Australians returning from overseas will be corralled into separate green zones and red zones at the nation's international airports, depending on the federal government's 'Covid risk rating' of the country they're arriving from.
The government will also nominate 'green zone routes' – similar to the New Zealand travel bubble and Singapore's Vaccinated Travel Lane scheme – which will be subject to "eased Covid- 19 border restrictions", according to Covid-19 safety protocols drawn up by the Department of Health in a document updated on Tuesday October 12, 2021.
With the return of overseas flights just weeks away, Australia's international airports are now preparing for the newly-complicated process of handling arrivals and transits in a world splintered by the coronavirus.
"Travellers arriving in Australia will arrive via either the red or green travel zone, as determined by the Australian Government," the document states.
- passengers arriving "from a high or medium-risk country for Covid-19" will be restricted to the airport's red zone
- passengers arriving "from a low-risk area" will be segregated into the green zone
Red zoners will be required to "undertake mandatory quarantine in designated accommodation for 14 days from the day they entered Australia, or as otherwise determined by the state or territory of arrival."

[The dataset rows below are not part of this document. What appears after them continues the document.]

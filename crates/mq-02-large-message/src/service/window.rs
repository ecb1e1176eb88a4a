//! # Confirmation Window
//!
//! Bounds the chunk bytes a producer has sent but the broker has not yet
//! confirmed. Independent of normal message flow control: a producer that
//! runs out of credit suspends in [`CreditWindow::acquire`] until
//! [`CreditWindow::confirm`] returns some.

use std::sync::atomic::{AtomicUsize, Ordering};
use std::sync::Arc;
use tokio::sync::Semaphore;

use crate::domain::errors::{LargeMessageError, LargeMessageResult};

#[derive(Debug)]
struct WindowInner {
    size: usize,
    permits: Semaphore,
    in_flight: AtomicUsize,
}

/// Cloneable handle; the producer acquires, the transport confirms.
#[derive(Debug, Clone)]
pub struct CreditWindow {
    inner: Arc<WindowInner>,
}

impl CreditWindow {
    pub fn new(size: usize) -> Self {
        let size = size.clamp(1, Semaphore::MAX_PERMITS);
        Self {
            inner: Arc::new(WindowInner {
                size,
                permits: Semaphore::new(size),
                in_flight: AtomicUsize::new(0),
            }),
        }
    }

    pub fn size(&self) -> usize {
        self.inner.size
    }

    /// Credit left before a send would suspend.
    pub fn available(&self) -> usize {
        self.inner.permits.available_permits()
    }

    /// Bytes sent and not yet confirmed.
    pub fn in_flight(&self) -> usize {
        self.inner.in_flight.load(Ordering::Acquire)
    }

    /// Take `bytes` of credit, suspending until enough is confirmed.
    ///
    /// Requests larger than the window are capped at the window size so they
    /// can still proceed once everything else is confirmed.
    pub async fn acquire(&self, bytes: usize) -> LargeMessageResult<usize> {
        let wanted = bytes.min(self.inner.size);
        if wanted == 0 {
            return Ok(0);
        }
        let permits = u32::try_from(wanted).unwrap_or(u32::MAX);
        self.inner
            .permits
            .acquire_many(permits)
            .await
            .map_err(|_| LargeMessageError::WindowClosed)?
            .forget();
        self.inner
            .in_flight
            .fetch_add(permits as usize, Ordering::AcqRel);
        Ok(permits as usize)
    }

    /// Return credit for `bytes` the broker has taken. Confirming more than
    /// is in flight releases only what is in flight.
    pub fn confirm(&self, bytes: usize) {
        let released = self
            .inner
            .in_flight
            .fetch_update(Ordering::AcqRel, Ordering::Acquire, |current| {
                Some(current - bytes.min(current))
            })
            .map(|previous| bytes.min(previous))
            .unwrap_or(0);
        if released > 0 {
            self.inner.permits.add_permits(released);
        }
    }

    /// Wake every waiter with `WindowClosed`; later acquires fail the same way.
    pub fn close(&self) {
        self.inner.permits.close();
    }

    pub fn is_closed(&self) -> bool {
        self.inner.permits.is_closed()
    }
}
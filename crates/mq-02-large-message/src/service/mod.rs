//! Service Layer
//!
//! Producer-side sending under a credit window, broker-side receiving and
//! spooling, and reading bodies back out for consumers.

pub mod consumer;
pub mod producer;
pub mod receiver;
pub mod streamer;
pub mod window;

#[cfg(test)]
mod tests;

pub use consumer::LargeMessageConsumer;
pub use producer::{LargeMessageProducer, SendReceipt};
pub use receiver::ChunkReceiver;
pub use streamer::{BodyFrames, BodyStreamer};
pub use window::CreditWindow;
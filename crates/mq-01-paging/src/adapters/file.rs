//! # Filesystem Adapters
//!
//! `std::fs` implementations of the file ports.
//!
//! ```text
//! <root>/
//!   LOCK
//!   addr-<hex>/0000000001.page, cursors as <hex>.cursor
//!   transactions/<id>.tx
//!   large-messages/<id>.msg
//! ```

use shared_types::Address;
use std::fs::{self, File, OpenOptions};
use std::io::{self, Read, Seek, SeekFrom, Write};
use std::path::{Path, PathBuf};
use std::sync::Arc;

use crate::ports::outbound::{
    address_directory_name, address_from_directory_name, PagingStoreFactory, SequentialFile,
    SequentialFileFactory,
};

#[cfg(feature = "locking")]
use super::lock::DirectoryLock;

/// Directory holding transaction records.
pub const TRANSACTIONS_DIR: &str = "transactions";

/// Directory holding large message bodies.
pub const LARGE_MESSAGES_DIR: &str = "large-messages";

/// A file on disk accessed through a single handle.
pub struct FileSequentialFile {
    path: PathBuf,
    name: String,
    file: Option<File>,
}

impl FileSequentialFile {
    fn new(dir: &Path, name: &str) -> Self {
        Self {
            path: dir.join(name),
            name: name.to_string(),
            file: None,
        }
    }

    fn handle(&mut self) -> io::Result<&mut File> {
        let name = &self.name;
        self.file.as_mut().ok_or_else(|| {
            io::Error::new(io::ErrorKind::NotConnected, format!("{} is not open", name))
        })
    }
}

impl SequentialFile for FileSequentialFile {
    fn name(&self) -> &str {
        &self.name
    }

    fn open(&mut self) -> io::Result<()> {
        if self.file.is_some() {
            return Ok(());
        }
        let file = OpenOptions::new()
            .create(true)
            .read(true)
            .append(true)
            .open(&self.path)?;
        self.file = Some(file);
        Ok(())
    }

    fn is_open(&self) -> bool {
        self.file.is_some()
    }

    fn close(&mut self) -> io::Result<()> {
        if let Some(file) = self.file.take() {
            file.sync_data()?;
        }
        Ok(())
    }

    fn delete(&mut self) -> io::Result<()> {
        self.file = None;
        match fs::remove_file(&self.path) {
            Err(e) if e.kind() != io::ErrorKind::NotFound => Err(e),
            _ => Ok(()),
        }
    }

    fn write(&mut self, bytes: &[u8], sync: bool) -> io::Result<u64> {
        let file = self.handle()?;
        let offset = file.seek(SeekFrom::End(0))?;
        file.write_all(bytes)?;
        if sync {
            file.sync_data()?;
        }
        Ok(offset)
    }

    fn read(&mut self, position: u64, len: usize) -> io::Result<Vec<u8>> {
        let file = self.handle()?;
        file.seek(SeekFrom::Start(position))?;
        let mut buf = vec![0u8; len];
        file.read_exact(&mut buf)?;
        Ok(buf)
    }

    fn size(&self) -> io::Result<u64> {
        match &self.file {
            Some(file) => Ok(file.metadata()?.len()),
            None => match fs::metadata(&self.path) {
                Ok(meta) => Ok(meta.len()),
                Err(e) if e.kind() == io::ErrorKind::NotFound => Ok(0),
                Err(e) => Err(e),
            },
        }
    }

    fn truncate(&mut self, len: u64) -> io::Result<()> {
        let file = self.handle()?;
        file.set_len(len)?;
        file.sync_all()
    }

    fn sync(&mut self) -> io::Result<()> {
        self.handle()?.sync_data()
    }
}

/// Files in one directory on disk.
pub struct FileSequentialFileFactory {
    dir: PathBuf,
}

impl FileSequentialFileFactory {
    pub fn new(dir: impl Into<PathBuf>) -> io::Result<Self> {
        let dir = dir.into();
        fs::create_dir_all(&dir)?;
        Ok(Self { dir })
    }
}

impl SequentialFileFactory for FileSequentialFileFactory {
    fn create_file(&self, name: &str) -> Box<dyn SequentialFile> {
        Box::new(FileSequentialFile::new(&self.dir, name))
    }

    fn list_files(&self, extension: &str) -> io::Result<Vec<String>> {
        let mut names = Vec::new();
        for entry in fs::read_dir(&self.dir)? {
            let path = entry?.path();
            if path.extension().and_then(|e| e.to_str()) != Some(extension) {
                continue;
            }
            if let Some(name) = path.file_name().and_then(|n| n.to_str()) {
                names.push(name.to_string());
            }
        }
        names.sort();
        Ok(names)
    }

    fn exists(&self, name: &str) -> bool {
        self.dir.join(name).exists()
    }

    fn rename(&self, from: &str, to: &str) -> io::Result<()> {
        fs::rename(self.dir.join(from), self.dir.join(to))
    }

    fn directory(&self) -> String {
        self.dir.display().to_string()
    }
}

/// Paging directories rooted at one path on disk.
pub struct FilePagingStoreFactory {
    root: PathBuf,
    #[cfg(feature = "locking")]
    lock: parking_lot::Mutex<Option<DirectoryLock>>,
}

impl FilePagingStoreFactory {
    /// Create the root directory and take the process lock on it.
    pub fn open(root: impl Into<PathBuf>) -> io::Result<Self> {
        let root = root.into();
        fs::create_dir_all(&root)?;

        #[cfg(feature = "locking")]
        let lock = DirectoryLock::acquire(&root)
            .map_err(|e| io::Error::new(io::ErrorKind::WouldBlock, e.to_string()))?;

        tracing::info!("[mq-01] 📁 Paging directory {}", root.display());
        Ok(Self {
            root,
            #[cfg(feature = "locking")]
            lock: parking_lot::Mutex::new(Some(lock)),
        })
    }

    pub fn root(&self) -> &Path {
        &self.root
    }
}

impl PagingStoreFactory for FilePagingStoreFactory {
    fn new_file_factory(&self, address: &Address) -> io::Result<Arc<dyn SequentialFileFactory>> {
        let dir = self.root.join(address_directory_name(address));
        Ok(Arc::new(FileSequentialFileFactory::new(dir)?))
    }

    fn list_addresses(&self) -> io::Result<Vec<Address>> {
        let mut addresses = Vec::new();
        for entry in fs::read_dir(&self.root)? {
            let entry = entry?;
            if !entry.file_type()?.is_dir() {
                continue;
            }
            let name = entry.file_name();
            if let Some(address) = name.to_str().and_then(address_from_directory_name) {
                addresses.push(address);
            }
        }
        addresses.sort();
        Ok(addresses)
    }

    fn remove_address(&self, address: &Address) -> io::Result<()> {
        match fs::remove_dir_all(self.root.join(address_directory_name(address))) {
            Err(e) if e.kind() != io::ErrorKind::NotFound => Err(e),
            _ => Ok(()),
        }
    }

    fn transaction_file_factory(&self) -> io::Result<Arc<dyn SequentialFileFactory>> {
        Ok(Arc::new(FileSequentialFileFactory::new(
            self.root.join(TRANSACTIONS_DIR),
        )?))
    }

    fn large_message_file_factory(&self) -> io::Result<Arc<dyn SequentialFileFactory>> {
        Ok(Arc::new(FileSequentialFileFactory::new(
            self.root.join(LARGE_MESSAGES_DIR),
        )?))
    }

    fn stop(&self) {
        #[cfg(feature = "locking")]
        self.lock.lock().take();
    }
}
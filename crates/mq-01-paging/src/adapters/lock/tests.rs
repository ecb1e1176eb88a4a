//! # Lock Tests

use super::*;
use std::fs;

#[test]
fn test_lock_records_owner_pid() {
    let dir = tempfile::tempdir().unwrap();

    let lock = DirectoryLock::acquire(dir.path()).expect("lock should be free");
    let content = fs::read_to_string(lock.path()).unwrap();
    assert_eq!(content.trim().parse::<u32>().unwrap(), std::process::id());
    assert_eq!(lock.pid(), std::process::id());
}

#[test]
fn test_second_lock_times_out() {
    let dir = tempfile::tempdir().unwrap();

    let _held = DirectoryLock::acquire(dir.path()).unwrap();
    let result = DirectoryLock::acquire_with_timeout(dir.path(), Duration::from_millis(60));
    assert!(matches!(result, Err(LockError::AlreadyLocked { .. })));
}

#[test]
fn test_lock_released_on_drop() {
    let dir = tempfile::tempdir().unwrap();

    let first = DirectoryLock::acquire(dir.path()).unwrap();
    drop(first);

    assert!(DirectoryLock::acquire_with_timeout(dir.path(), Duration::from_millis(60)).is_ok());
}

#[test]
fn test_lock_file_stays_on_disk_after_release() {
    let dir = tempfile::tempdir().unwrap();

    let first = DirectoryLock::acquire(dir.path()).unwrap();
    let path = first.path().to_path_buf();
    drop(first);
    assert!(path.exists());

    // A contender that opened the file before the release locks the same
    // inode a newcomer does, so only one of them can win.
    let early = fs::OpenOptions::new().read(true).write(true).open(&path).unwrap();
    let second = DirectoryLock::acquire_with_timeout(dir.path(), Duration::from_millis(60)).unwrap();
    assert!(fs2::FileExt::try_lock_exclusive(&early).is_err());
    drop(second);
    assert!(fs2::FileExt::try_lock_exclusive(&early).is_ok());
}

#[test]
fn test_unlocked_file_with_dead_pid_is_taken_over() {
    let dir = tempfile::tempdir().unwrap();
    fs::write(dir.path().join("LOCK"), "4294967294\n").unwrap();

    let lock = DirectoryLock::acquire_with_timeout(dir.path(), Duration::from_millis(60)).unwrap();
    assert_eq!(lock.pid(), std::process::id());
}
//! # Queue Subscriptions
//!
//! A queue bound to an address sees two sources: messages kept in memory
//! while the address was not paging, and messages read back from pages
//! through its cursor. Resident messages always predate paged ones, so they
//! are delivered first.

use parking_lot::Mutex;
use shared_types::{Address, Message, QueueName};
use std::collections::{BTreeMap, VecDeque};
use std::sync::atomic::{AtomicUsize, Ordering};
use std::sync::Arc;

use super::store::PagingStore;
use crate::domain::cursor::PageCursor;
use crate::domain::errors::PagingResult;
use crate::domain::transaction::DeliveryId;

/// A message handed to a consumer.
#[derive(Debug, Clone, PartialEq, Eq)]
pub struct Delivery {
    pub id: DeliveryId,
    pub message: Message,
    pub redelivered: bool,
}

/// In-memory message shared by every queue it was routed to.
#[derive(Debug)]
pub(crate) struct ResidentMessage {
    pub message: Message,
    pub bytes: u64,
    refs: AtomicUsize,
}

impl ResidentMessage {
    pub fn new(message: Message, bytes: u64, refs: usize) -> Self {
        Self {
            message,
            bytes,
            refs: AtomicUsize::new(refs),
        }
    }

    /// Drop one queue's reference. True when this was the last one.
    pub fn release(&self) -> bool {
        self.refs.fetch_sub(1, Ordering::AcqRel) == 1
    }
}

#[derive(Debug, Default)]
pub(crate) struct ResidentQueue {
    next_seq: u64,
    ready: VecDeque<(u64, Arc<ResidentMessage>)>,
    delivered: BTreeMap<u64, Arc<ResidentMessage>>,
    redeliver: BTreeMap<u64, Arc<ResidentMessage>>,
}

impl ResidentQueue {
    pub fn push(&mut self, message: Arc<ResidentMessage>) {
        let seq = self.next_seq;
        self.next_seq += 1;
        self.ready.push_back((seq, message));
    }

    fn next(&mut self) -> Option<Delivery> {
        if let Some((seq, message)) = self.redeliver.pop_first() {
            let delivery = Delivery {
                id: DeliveryId::Resident(seq),
                message: message.message.clone(),
                redelivered: true,
            };
            self.delivered.insert(seq, message);
            return Some(delivery);
        }
        let (seq, message) = self.ready.pop_front()?;
        let delivery = Delivery {
            id: DeliveryId::Resident(seq),
            message: message.message.clone(),
            redelivered: false,
        };
        self.delivered.insert(seq, message);
        Some(delivery)
    }

    fn acknowledge(&mut self, seq: u64) -> Option<Arc<ResidentMessage>> {
        self.delivered.remove(&seq)
    }

    fn redeliver(&mut self, seq: u64) -> bool {
        match self.delivered.remove(&seq) {
            Some(message) => {
                self.redeliver.insert(seq, message);
                true
            }
            None => false,
        }
    }

    fn redeliver_all(&mut self) {
        let delivered = std::mem::take(&mut self.delivered);
        self.redeliver.extend(delivered);
    }

    fn pending(&self) -> Vec<Message> {
        self.redeliver
            .values()
            .map(|m| m.message.clone())
            .chain(self.ready.iter().map(|(_, m)| m.message.clone()))
            .collect()
    }

    pub fn len(&self) -> usize {
        self.ready.len() + self.delivered.len() + self.redeliver.len()
    }

    /// Remove everything, returning the messages so their bytes can be released.
    pub fn drain(&mut self) -> Vec<Arc<ResidentMessage>> {
        let mut all: Vec<_> = self.ready.drain(..).map(|(_, m)| m).collect();
        all.extend(std::mem::take(&mut self.delivered).into_values());
        all.extend(std::mem::take(&mut self.redeliver).into_values());
        all
    }
}

/// Per-queue state held by the store.
#[derive(Debug)]
pub(crate) struct QueueState {
    pub name: QueueName,
    pub cursor: Mutex<PageCursor>,
    pub resident: Mutex<ResidentQueue>,
}

impl QueueState {
    pub fn new(cursor: PageCursor) -> Self {
        Self {
            name: cursor.queue().clone(),
            cursor: Mutex::new(cursor),
            resident: Mutex::new(ResidentQueue::default()),
        }
    }
}

/// Delivery handle for one queue on one address.
#[derive(Clone)]
pub struct QueueSubscription {
    store: Arc<PagingStore>,
    state: Arc<QueueState>,
}

impl std::fmt::Debug for QueueSubscription {
    fn fmt(&self, f: &mut std::fmt::Formatter<'_>) -> std::fmt::Result {
        f.debug_struct("QueueSubscription")
            .field("address", self.store.address())
            .field("queue", &self.state.name)
            .finish()
    }
}

impl QueueSubscription {
    pub(crate) fn new(store: Arc<PagingStore>, state: Arc<QueueState>) -> Self {
        Self { store, state }
    }

    pub fn address(&self) -> &Address {
        self.store.address()
    }

    pub fn queue(&self) -> &QueueName {
        &self.state.name
    }

    /// Next message for this queue, or `None` if nothing is deliverable now.
    pub fn next_deliverable(&self) -> PagingResult<Option<Delivery>> {
        if let Some(delivery) = self.state.resident.lock().next() {
            return Ok(Some(delivery));
        }
        self.store.next_paged(&self.state)
    }

    /// Acknowledge a delivery. Returns false if it was already acknowledged.
    pub fn acknowledge(&self, id: DeliveryId) -> PagingResult<bool> {
        match id {
            DeliveryId::Resident(seq) => {
                let released = self.state.resident.lock().acknowledge(seq);
                match released {
                    Some(message) => {
                        self.store.release_resident(&message);
                        Ok(true)
                    }
                    None => Ok(false),
                }
            }
            DeliveryId::Paged(position) => self.store.acknowledge_paged(&self.state, position),
        }
    }

    /// Put a delivered, unacknowledged message back for another attempt.
    pub fn redeliver(&self, id: DeliveryId) -> bool {
        match id {
            DeliveryId::Resident(seq) => self.state.resident.lock().redeliver(seq),
            DeliveryId::Paged(position) => self.state.cursor.lock().redeliver(position),
        }
    }

    /// Return everything in delivery, as when the consumer disconnects.
    pub fn redeliver_all(&self) {
        self.state.resident.lock().redeliver_all();
        self.state.cursor.lock().redeliver_all();
    }

    /// Unacknowledged messages without consuming them, oldest first.
    pub fn browse(&self, limit: usize) -> PagingResult<Vec<Message>> {
        let mut messages = self.state.resident.lock().pending();
        messages.truncate(limit);
        if messages.len() < limit {
            let paged = self.store.browse_paged(&self.state, limit - messages.len())?;
            messages.extend(paged);
        }
        Ok(messages)
    }

    /// Messages held in memory for this queue, including ones in delivery.
    pub fn resident_count(&self) -> usize {
        self.state.resident.lock().len()
    }
}
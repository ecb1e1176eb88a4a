//! # Memory Accounting
//!
//! Broker-wide byte counters. Resident bytes are reserved atomically when a
//! store keeps a message in memory and released when the message goes; they
//! drive admission. Paged bytes follow page appends and deletions. Both
//! together are compared with the limit by [`GlobalSizeTracker::is_full`].

use std::sync::atomic::{AtomicU64, Ordering};
use tokio::sync::Notify;

#[derive(Debug)]
pub struct GlobalSizeTracker {
    used: AtomicU64,
    paged: AtomicU64,
    max: Option<u64>,
    freed: Notify,
}

impl GlobalSizeTracker {
    pub fn new(max: Option<u64>) -> Self {
        Self {
            used: AtomicU64::new(0),
            paged: AtomicU64::new(0),
            max,
            freed: Notify::new(),
        }
    }

    pub fn used(&self) -> u64 {
        self.used.load(Ordering::Acquire)
    }

    pub fn max(&self) -> Option<u64> {
        self.max
    }

    /// Add `bytes` unless that would cross the limit, in one atomic step.
    ///
    /// Returns false and leaves the counter untouched when it would.
    pub fn try_reserve(&self, bytes: u64) -> bool {
        let Some(max) = self.max else {
            self.used.fetch_add(bytes, Ordering::AcqRel);
            return true;
        };
        self.used
            .fetch_update(Ordering::AcqRel, Ordering::Acquire, |used| {
                let total = used.checked_add(bytes)?;
                (total <= max).then_some(total)
            })
            .is_ok()
    }

    /// Give back a reservation that was not used. Does not wake blocked
    /// senders.
    pub fn cancel_reservation(&self, bytes: u64) {
        let _ = self
            .used
            .fetch_update(Ordering::AcqRel, Ordering::Acquire, |used| {
                Some(used.saturating_sub(bytes))
            });
    }

    /// Subtract `bytes`, never going below zero, and wake blocked senders.
    pub fn release(&self, bytes: u64) {
        if bytes == 0 {
            return;
        }
        let _ = self
            .used
            .fetch_update(Ordering::AcqRel, Ordering::Acquire, |used| {
                Some(used.saturating_sub(bytes))
            });
        self.freed.notify_waiters();
    }

    /// Whether adding `incoming` resident bytes would cross the global limit.
    pub fn would_exceed(&self, incoming: u64) -> bool {
        match self.max {
            Some(max) => self.used().saturating_add(incoming) > max,
            None => false,
        }
    }

    pub fn paged(&self) -> u64 {
        self.paged.load(Ordering::Acquire)
    }

    pub fn add_paged(&self, bytes: u64) {
        self.paged.fetch_add(bytes, Ordering::AcqRel);
    }

    pub fn release_paged(&self, bytes: u64) {
        let _ = self
            .paged
            .fetch_update(Ordering::AcqRel, Ordering::Acquire, |paged| {
                Some(paged.saturating_sub(bytes))
            });
    }

    /// True when paged plus resident bytes exceed the global limit.
    pub fn is_full(&self) -> bool {
        match self.max {
            Some(max) => self.used().saturating_add(self.paged()) > max,
            None => false,
        }
    }

    /// Signalled whenever bytes are released anywhere in the broker.
    pub fn freed(&self) -> &Notify {
        &self.freed
    }
}
// ABOUTME: Test support utilities.
// ABOUTME: Shared tracing init and the in-process SSH server.

use std::sync::Once;

// Each test binary only uses some of this, so allow dead_code.
#[allow(dead_code)]
pub mod ssh_server;

static TRACING_INIT: Once = Once::new();

/// Initialize tracing for tests. Safe to call multiple times.
#[allow(dead_code)]
pub fn init_tracing() {
    TRACING_INIT.call_once(|| {
        use tracing_subscriber::EnvFilter;
        let filter = EnvFilter::from_default_env()
            .add_directive("drover=debug".parse().unwrap())
            .add_directive("russh=info".parse().unwrap());
        tracing_subscriber::fmt()
            .with_env_filter(filter)
            .with_test_writer()
            .try_init()
            .ok();
    });
}
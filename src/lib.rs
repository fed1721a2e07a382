// ABOUTME: Library root for drover - resilient remote execution against test hosts.
// ABOUTME: Exposes the client configuration and the SSH client itself.

pub mod config;
pub mod ssh;
// ABOUTME: Retry ledger tracking the remaining budget per operation key.
// ABOUTME: Scoped to one client instance; entries die with the client.

use std::collections::HashMap;
use std::fmt;
use std::path::{Path, PathBuf};

/// Direction of a file transfer. Part of the transfer retry key so a send
/// and a download touching the same paths never share a budget.
#[derive(Debug, Clone, Copy, PartialEq, Eq, Hash)]
pub(crate) enum TransferDirection {
    Send,
    Download,
}

impl fmt::Display for TransferDirection {
    fn fmt(&self, f: &mut fmt::Formatter<'_>) -> fmt::Result {
        match self {
            TransferDirection::Send => f.write_str("send"),
            TransferDirection::Download => f.write_str("download"),
        }
    }
}

/// Identity of one retryable operation.
#[derive(Debug, Clone, PartialEq, Eq, Hash)]
pub(crate) enum RetryKey {
    Command {
        target: String,
        command: String,
    },
    Transfer {
        target: String,
        direction: TransferDirection,
        local: PathBuf,
        remote: String,
    },
}

impl RetryKey {
    pub(crate) fn command(target: &str, command: &str) -> Self {
        RetryKey::Command {
            target: target.to_string(),
            command: command.to_string(),
        }
    }

    pub(crate) fn transfer(
        target: &str,
        direction: TransferDirection,
        local: &Path,
        remote: &str,
    ) -> Self {
        RetryKey::Transfer {
            target: target.to_string(),
            direction,
            local: local.to_path_buf(),
            remote: remote.to_string(),
        }
    }
}

/// Remaining retry budget per operation key.
#[derive(Debug, Default)]
pub(crate) struct RetryLedger {
    entries: HashMap<RetryKey, u32>,
}

impl RetryLedger {
    /// Record the requested budget the first time a key is seen. Zero
    /// budgets never create an entry, so a no-retry call leaves no state
    /// behind. An existing entry is left untouched.
    pub(crate) fn seed(&mut self, key: &RetryKey, budget: u32) {
        if budget > 0 {
            self.entries.entry(key.clone()).or_insert(budget);
        }
    }

    /// Spend one logical retry. Returns true (and decrements) while budget
    /// remains, false once it is exhausted or was never seeded.
    pub(crate) fn consume(&mut self, key: &RetryKey) -> bool {
        match self.entries.get_mut(key) {
            Some(remaining) if *remaining > 0 => {
                *remaining -= 1;
                true
            }
            _ => false,
        }
    }

    /// Forget a key after its operation succeeded.
    pub(crate) fn clear(&mut self, key: &RetryKey) {
        self.entries.remove(key);
    }

    pub(crate) fn remaining(&self, key: &RetryKey) -> Option<u32> {
        self.entries.get(key).copied()
    }

    #[cfg(test)]
    pub(crate) fn len(&self) -> usize {
        self.entries.len()
    }
}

"Modified quarantine requirements may be applied to vaccinated travellers," the Department of Health notes, while also advising that "the quarantine period and nature of quarantine accommodation may change at short notice."
Of course, the green zone is the place to be, as it means travellers can skip "14-day mandatory quarantine" on the following conditions:
- if they have been in only Australia or a designated green zone area for at least the 14 days immediately before the date of departure, and
- they travelled on a green zone flight
"Travellers in the green safe travel zone will not be in contact with passengers from any other countries when transiting through the airport," the Department of Health declares.
States and territories reopening their borders are now moving towards home-based quarantine for fully vaccinated travellers, with the initial seven-day period expected to be shortened to a handful of days under a 'test and release' scheme which airline and tourism chiefs believe is crucial to get Australians flying again.
Earlier this month, Qantas Group CEO Alan Joyce stressed that home quarantine was only a short-term solution.
"We need to move, hopefully, quite rapidly away from the seven days [home quarantine]" and towards "a testing regime – test and release – which is what a lot of countries are doing at the moment."